Record set »
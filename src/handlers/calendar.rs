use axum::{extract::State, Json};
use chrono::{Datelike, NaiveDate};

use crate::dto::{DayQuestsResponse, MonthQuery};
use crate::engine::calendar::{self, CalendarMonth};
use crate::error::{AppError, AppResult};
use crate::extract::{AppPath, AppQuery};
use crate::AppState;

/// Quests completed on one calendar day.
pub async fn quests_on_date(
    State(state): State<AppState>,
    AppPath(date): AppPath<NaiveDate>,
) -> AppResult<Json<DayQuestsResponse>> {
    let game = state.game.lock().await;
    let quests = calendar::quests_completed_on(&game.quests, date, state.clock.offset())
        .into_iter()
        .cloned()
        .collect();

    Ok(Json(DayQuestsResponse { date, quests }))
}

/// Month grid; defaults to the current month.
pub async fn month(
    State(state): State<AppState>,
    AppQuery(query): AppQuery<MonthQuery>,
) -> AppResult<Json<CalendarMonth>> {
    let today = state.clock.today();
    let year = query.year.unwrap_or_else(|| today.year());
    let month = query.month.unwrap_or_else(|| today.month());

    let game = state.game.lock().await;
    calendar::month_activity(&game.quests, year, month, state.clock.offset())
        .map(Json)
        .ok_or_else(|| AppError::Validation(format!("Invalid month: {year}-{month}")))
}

What the exercise asks »
Restate the listing word for word, but only from its first line through the line with "let year = query.year.unwrap_or_else(||", keeping both end lines.

Solution below »
filename src/handlers/calendar.rs
use axum::{extract::State, Json};
use chrono::{Datelike, NaiveDate};

use crate::dto::{DayQuestsResponse, MonthQuery};
use crate::engine::calendar::{self, CalendarMonth};
use crate::error::{AppError, AppResult};
use crate::extract::{AppPath, AppQuery};
use crate::AppState;

/// Quests completed on one calendar day.
pub async fn quests_on_date(
    State(state): State<AppState>,
    AppPath(date): AppPath<NaiveDate>,
) -> AppResult<Json<DayQuestsResponse>> {
    let game = state.game.lock().await;
    let quests = calendar::quests_completed_on(&game.quests, date, state.clock.offset())
        .into_iter()
        .cloned()
        .collect();

    Ok(Json(DayQuestsResponse { date, quests }))
}

/// Month grid; defaults to the current month.
pub async fn month(
    State(state): State<AppState>,
    AppQuery(query): AppQuery<MonthQuery>,
) -> AppResult<Json<CalendarMonth>> {
    let today = state.clock.today();
    let year = query.year.unwrap_or_else(|| today.year());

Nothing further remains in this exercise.